Got the problem @nuta! I had forgotten to modify main.c. Meanwhile, how much memory does a typical resea application ask for as of now?

yashrajkakkad commented 4 years ago

I have got the preliminary tests to work. You can find it in the same branch and the same files as I mentioned before. I found one or two small bugs when I gave my implementation a second thought. I am working on that.

Meanwhile, the MALLOC_FRAME_LEN in my system is 64. I suppose that's a constant value. Is there any point therefore to have chunks smaller than that? The system crashes right now because ASSERT(len > MALLOC_FRAME_LEN) fails.

nuta commented 4 years ago

Meanwhile, how much memory does a typical resea application ask for as of now?

Do you mean the typical chunk size (i.e. x in malloc(x)) or the total memory consumption? I've never measured both metrics.

Meanwhile, the MALLOC_FRAME_LEN in my system is 64. I suppose that's a constant value. Is there any point therefore to have chunks smaller than that? The system crashes right now because ASSERT(len > MALLOC_FRAME_LEN) fails.

Currently the chunk header must be larger than 64 bytes. The chunk capacity can be less than 64 bytes.

On Wed, Oct 21, 2020 at 8:05 PM Yashraj Kakkad notifications@github.com wrote:

I have got the preliminary tests to work. You can find it in the same branch and the same files as I mentioned before. I found one or two small bugs when I gave my implementation a second thought. I am working on that.

Meanwhile, the MALLOC_FRAME_LEN in my system is 64. I suppose that's a constant value. Is there any point therefore to have chunks smaller than that? The system crashes right now because ASSERT(len > MALLOC_FRAME_LEN) fails.

— You are receiving this because you were mentioned. Reply to this email directly, view it on GitHub https://github.com/nuta/resea/issues/23#issuecomment-713490815, or unsubscribe https://github.com/notifications/unsubscribe-auth/ABGR2EW4NH4FET6BV5WXOE3SL26A3ANCNFSM4RXHRHCQ .

yashrajkakkad commented 4 years ago

Apologies for the delayed response. I actually had misunderstood some part of the code. Nevertheless, I have fixed the impending issues, integrated my new malloc to our branch and the tests have passed too. I have used DBG statements to verify that the behaviour is as expected. Resea seems to work perfectly fine. I request you to glance at it once before I make a pull request: resea I, too, will meanwhile see if I find something wrong.

yashrajkakkad commented 4 years ago

Two integrated tests are apparently failing in GitHub actions - https://github.com/yashrajkakkad/resea/runs/1315001384?check_suite_focus=true One is related to DHCP and other is related to shell. I am not sure what I ended up breaking. I am trying to investigate into that as well.

nuta commented 4 years ago

Looks like your failing tests are running too long than expected so just ignore them.

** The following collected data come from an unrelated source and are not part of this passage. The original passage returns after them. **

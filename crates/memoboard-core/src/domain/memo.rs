//! Memo entity and its write-side request.

use crate::validation::rules;
use crate::{MemoId, UserId};
use chrono::{DateTime, Utc};
use serde::{Deserialize, Serialize};
use std::fmt::{self, Display};
use validator::Validate;

/// Upper bound on a memo body, in characters (fits a MySQL `TEXT` column).
pub const MAX_CONTENT_LENGTH: u64 = 16_000;

/// Who may read a memo.
#[derive(Debug, Clone, Copy, PartialEq, Eq, Hash, Serialize, Deserialize, Default)]
#[serde(rename_all = "lowercase")]
pub enum Visibility {
    #[default]
    Public,
    Private,
}

impl Visibility {
    /// Maps the stored `is_private` flag.
    #[must_use]
    pub const fn from_private_flag(is_private: bool) -> Self {
        if is_private {
            Self::Private
        } else {
            Self::Public
        }
    }

    #[must_use]
    pub const fn is_private(self) -> bool {
        matches!(self, Self::Private)
    }

    #[must_use]
    pub const fn is_public(self) -> bool {
        matches!(self, Self::Public)
    }
}

impl Display for Visibility {
    fn fmt(&self, f: &mut fmt::Formatter<'_>) -> fmt::Result {
        match self {
            Self::Public => write!(f, "public"),
            Self::Private => write!(f, "private"),
        }
    }
}

/// A stored memo.
///
/// The author's display name is not part of the row; it is attached at read
/// time by the feed assembler.
#[derive(Debug, Clone, PartialEq, Eq, Serialize, Deserialize)]
pub struct Memo {
    pub id: MemoId,
    pub user_id: UserId,
    pub content: String,
    pub visibility: Visibility,
    pub created_at: DateTime<Utc>,
    pub updated_at: DateTime<Utc>,
}

impl Memo {
    /// Whether `requester` may see this memo.
    #[must_use]
    pub fn is_visible_to(&self, requester: Option<UserId>) -> bool {
        self.visibility.is_public() || requester == Some(self.user_id)
    }

    /// First line of the body, used as a title in list views.
    #[must_use]
    pub fn first_line(&self) -> &str {
        self.content.lines().next().unwrap_or_default()
    }
}

/// A memo accepted from the request layer, not yet stored.
#[derive(Debug, Clone, PartialEq, Eq, Serialize, Deserialize, Validate)]
pub struct NewMemo {
    pub user_id: UserId,

    #[validate(
        length(max = MAX_CONTENT_LENGTH, message = "memo body is too long"),
        custom(function = rules::not_blank, message = "memo body must not be blank")
    )]
    pub content: String,

    pub visibility: Visibility,
}

impl NewMemo {
    #[must_use]
    pub fn new(user_id: UserId, content: impl Into<String>, visibility: Visibility) -> Self {
        Self {
            user_id,
            content: content.into(),
            visibility,
        }
    }
}
//! Feed identities and their ordering discipline.

use crate::{MemoError, UserId, Visibility};
use serde::{Deserialize, Serialize};
use std::fmt::{self, Display};
use std::str::FromStr;

const PUBLIC_KEY: &str = "public_memo_list";
const USER_KEY: &str = "user_memo_list";
const USER_PUBLIC_KEY: &str = "user_public_memo_list";

/// Order in which a feed stores its ids.
#[derive(Debug, Clone, Copy, PartialEq, Eq, Hash, Serialize, Deserialize)]
#[serde(rename_all = "snake_case")]
pub enum FeedOrder {
    /// New ids are prepended.
    NewestFirst,
    /// New ids are appended.
    OldestFirst,
}

/// A named, ordered collection of memo ids.
#[derive(Debug, Clone, Copy, PartialEq, Eq, Hash, Serialize, Deserialize)]
#[serde(tag = "kind", content = "user_id", rename_all = "snake_case")]
pub enum FeedKey {
    /// Every public memo on the board.
    Public,
    /// Every memo of one user, private ones included.
    User(UserId),
    /// The public memos of one user.
    UserPublic(UserId),
}

impl FeedKey {
    #[must_use]
    pub const fn order(self) -> FeedOrder {
        match self {
            Self::Public => FeedOrder::NewestFirst,
            Self::User(_) | Self::UserPublic(_) => FeedOrder::OldestFirst,
        }
    }

    /// The feeds a newly accepted memo belongs to.
    ///
    /// The per-user feed always comes first; public memos additionally land in
    /// the global feed and, when enabled, in the owner's public-only feed.
    #[must_use]
    pub fn targets_for(owner: UserId, visibility: Visibility, with_user_public: bool) -> Vec<Self> {
        let mut targets = vec![Self::User(owner)];
        if visibility.is_public() {
            targets.push(Self::Public);
            if with_user_public {
                targets.push(Self::UserPublic(owner));
            }
        }
        targets
    }
}

impl Display for FeedKey {
    fn fmt(&self, f: &mut fmt::Formatter<'_>) -> fmt::Result {
        match self {
            Self::Public => f.write_str(PUBLIC_KEY),
            Self::User(id) => write!(f, "{USER_KEY}:{id}"),
            Self::UserPublic(id) => write!(f, "{USER_PUBLIC_KEY}:{id}"),
        }
    }
}

impl FromStr for FeedKey {
    type Err = MemoError;

    /// Accepts the short forms `public`, `user:<id>` and `user-public:<id>`
    /// as well as the stored key names.
    fn from_str(s: &str) -> Result<Self, Self::Err> {
        let s = s.trim();
        if s == "public" || s == PUBLIC_KEY {
            return Ok(Self::Public);
        }

        let (kind, id) = s
            .split_once(':')
            .ok_or_else(|| MemoError::validation(format!("unknown feed: {s}")))?;
        let id: UserId = id
            .parse()
            .map_err(|_| MemoError::validation(format!("invalid user id in feed: {s}")))?;

        match kind {
            "user" | USER_KEY => Ok(Self::User(id)),
            "user-public" | USER_PUBLIC_KEY => Ok(Self::UserPublic(id)),
            _ => Err(MemoError::validation(format!("unknown feed: {s}"))),
        }
    }
}
//! # Memoboard Service
//!
//! Feed assembly on top of the relational store and the feed index, plus
//! the caches and background work that keep reads cheap:
//!
//! - [`FeedService`]: paged feeds, memo creation, memo detail.
//! - [`AuthService`]: legacy salted-digest sign-in.
//! - [`Reindexer`]: rebuilds every piece of derived state from the store.
//! - [`IndexGate`]: keeps live writes out of a rebuild in progress.
//! - [`MarkupService`], [`RenderCache`], [`CountCache`], [`NameDirectory`]:
//!   shared in-process state, all safe to drop at any time.

pub mod auth_service;
pub mod cache;
pub mod dto;
pub mod feed_service;
pub mod gate;
pub mod r#impl;
pub mod markup_service;
pub mod metrics;
pub mod names;
pub mod reindex;
pub mod render;

#[cfg(test)]
mod testing;

pub use auth_service::*;
pub use cache::*;
pub use dto::*;
pub use feed_service::*;
pub use gate::IndexGate;
pub use r#impl::{FeedServiceImpl, FeedSettings};
pub use markup_service::MarkupService;
pub use metrics::register_metrics;
pub use names::NameDirectory;
pub use reindex::{ReindexSettings, Reindexer};
pub use render::{fingerprint, MarkdownRenderer, MarkupRenderer};
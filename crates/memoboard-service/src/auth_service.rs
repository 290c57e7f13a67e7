//! Authentication service implementation.

use async_trait::async_trait;
use chrono::Utc;
use memoboard_core::{MemoError, MemoResult, User, UserId};
use memoboard_repository::UserRepository;
use sha2::{Digest, Sha256};
use std::sync::Arc;
use tracing::{debug, info, warn};

/// Hex SHA-256 of `salt + password`, the stored password format.
#[must_use]
pub fn password_digest(salt: &str, password: &str) -> String {
    let mut hasher = Sha256::new();
    hasher.update(salt.as_bytes());
    hasher.update(password.as_bytes());
    hex::encode(hasher.finalize())
}

fn digests_match(stored: &str, computed: &str) -> bool {
    let (a, b) = (stored.as_bytes(), computed.as_bytes());
    a.len() == b.len() && a.iter().zip(b).fold(0u8, |acc, (x, y)| acc | (x ^ y)) == 0
}

/// Authentication service trait.
#[async_trait]
pub trait AuthService: Send + Sync {
    /// Checks a username/password pair and records the access.
    async fn authenticate(&self, username: &str, password: &str) -> MemoResult<User>;

    /// Looks up the user behind a resolved session, if any.
    async fn current_user(&self, user_id: Option<UserId>) -> MemoResult<Option<User>>;
}

/// Authentication service implementation.
pub struct AuthServiceImpl {
    users: Arc<dyn UserRepository>,
}

impl AuthServiceImpl {
    /// Creates a new authentication service.
    pub fn new(users: Arc<dyn UserRepository>) -> Self {
        Self { users }
    }
}

#[async_trait]
impl AuthService for AuthServiceImpl {
    async fn authenticate(&self, username: &str, password: &str) -> MemoResult<User> {
        debug!("Login attempt for: {}", username);

        let mut user = self
            .users
            .find_user_by_name(username)
            .await?
            .ok_or_else(|| {
                warn!("Login failed: user not found - {}", username);
                MemoError::InvalidCredentials
            })?;

        if !digests_match(&user.password_hash, &password_digest(&user.salt, password)) {
            warn!("Login failed: invalid password - {}", user.id);
            return Err(MemoError::InvalidCredentials);
        }

        self.users.update_last_access(user.id).await?;
        user.touch(Utc::now());

        info!("User logged in: {}", user.id);
        Ok(user)
    }

    async fn current_user(&self, user_id: Option<UserId>) -> MemoResult<Option<User>> {
        match user_id {
            Some(id) => self.users.find_user_by_id(id).await,
            None => Ok(None),
        }
    }
}

impl std::fmt::Debug for AuthServiceImpl {
    fn fmt(&self, f: &mut std::fmt::Formatter<'_>) -> std::fmt::Result {
        f.debug_struct("AuthServiceImpl").finish_non_exhaustive()
    }
}

#[cfg(test)]
mod tests {
    use super::*;
    use crate::testing::InMemoryUserRepository;

    fn create_auth_service() -> (Arc<InMemoryUserRepository>, AuthServiceImpl) {
        let repo = Arc::new(InMemoryUserRepository::new());
        (repo.clone(), AuthServiceImpl::new(repo))
    }

    #[test]
    fn test_password_digest_is_salt_then_password() {
        assert_eq!(password_digest("", "hello"), password_digest("he", "llo"));
        assert_eq!(
            password_digest("", "hello"),
            "2cf24dba5fb0a30e26e83b2ac5b9e29e1b161e5c1fa7425e73043362938b9824"
        );
    }

    #[tokio::test]
    async fn test_authenticate_success_records_access() {
        let (repo, service) = create_auth_service();
        let id = repo.add_user("alice", "correct horse");

        let user = service.authenticate("alice", "correct horse").await.unwrap();
        assert_eq!(user.id, id);
        assert!(user.last_access.is_some());
        assert!(repo.user(id).unwrap().last_access.is_some());
    }

    #[tokio::test]
    async fn test_authenticate_wrong_password() {
        let (repo, service) = create_auth_service();
        let id = repo.add_user("alice", "correct horse");

        let err = service.authenticate("alice", "battery").await.unwrap_err();
        assert!(matches!(err, MemoError::InvalidCredentials));
        assert!(repo.user(id).unwrap().last_access.is_none());
    }

    #[tokio::test]
    async fn test_authenticate_unknown_user() {
        let (_, service) = create_auth_service();
        let err = service.authenticate("nobody", "pw").await.unwrap_err();
        assert_eq!(err.error_code(), "INVALID_CREDENTIALS");
    }

    #[tokio::test]
    async fn test_current_user() {
        let (repo, service) = create_auth_service();
        let id = repo.add_user("alice", "pw");

        assert!(service.current_user(None).await.unwrap().is_none());
        assert_eq!(
            service.current_user(Some(id)).await.unwrap().unwrap().username,
            "alice"
        );
        assert!(service
            .current_user(Some(UserId::new(404)))
            .await
            .unwrap()
            .is_none());
    }
}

I've added some improvements on integrated tests. Please pull and try the latest master branch.

On Tue, Oct 27, 2020 at 10:57 PM Yashraj Kakkad notifications@github.com wrote:

Two integrated tests are apparently failing in GitHub actions - https://github.com/yashrajkakkad/resea/runs/1315001384?check_suite_focus=true One is related to DHCP and other is related to shell. I am not sure what I ended up breaking. I am trying to investigate into that as well.

— You are receiving this because you were mentioned. Reply to this email directly, view it on GitHub https://github.com/nuta/resea/issues/23#issuecomment-717261563, or unsubscribe https://github.com/notifications/unsubscribe-auth/ABGR2EUQV3OOWESHEHTCMY3SM3GUFANCNFSM4RXHRHCQ .

nuta commented 4 years ago

Specifically, the timeout for each test is specified through the --timeout option:

https://github.com/nuta/resea/blob/master/.github/workflows/integrated_tests.yml#L82

On Wed, Oct 28, 2020 at 9:19 PM Seiya Nuta nuta@seiya.me wrote:

Looks like your failing tests are running too long than expected so just ignore them.

I've added some improvements on integrated tests. Please pull and try the latest master branch.

On Tue, Oct 27, 2020 at 10:57 PM Yashraj Kakkad notifications@github.com wrote:

Two integrated tests are apparently failing in GitHub actions - https://github.com/yashrajkakkad/resea/runs/1315001384?check_suite_focus=true One is related to DHCP and other is related to shell. I am not sure what I ended up breaking. I am trying to investigate into that as well.

— You are receiving this because you were mentioned. Reply to this email directly, view it on GitHub https://github.com/nuta/resea/issues/23#issuecomment-717261563, or unsubscribe https://github.com/notifications/unsubscribe-auth/ABGR2EUQV3OOWESHEHTCMY3SM3GUFANCNFSM4RXHRHCQ .

yashrajkakkad commented 4 years ago

They still fail with a timeout - https://github.com/yashrajkakkad/resea/runs/1320690388?check_suite_focus=true

Also, minlin application shows an error - 'Already exists' when I run it in my system. Rest looks fine. I did some debugging but nothing seems suspicious from my changes.

yashrajkakkad commented 4 years ago

Also, minlin application shows an error - 'Already exists' when I run it in my system. Rest looks fine. I did some debugging but nothing seems suspicious from my changes.

Please ignore this. This shows up in resea's master branch as well.

nuta commented 4 years ago

If you think your implementation is ready for the review, please feel free to send a pull request even if some CI tests are failing. They could be newly discovered bugs thanks to your new malloc implementation.

yashrajkakkad commented 4 years ago

Just did that! I request you to check!

nuta commented 4 years ago

Closed by #27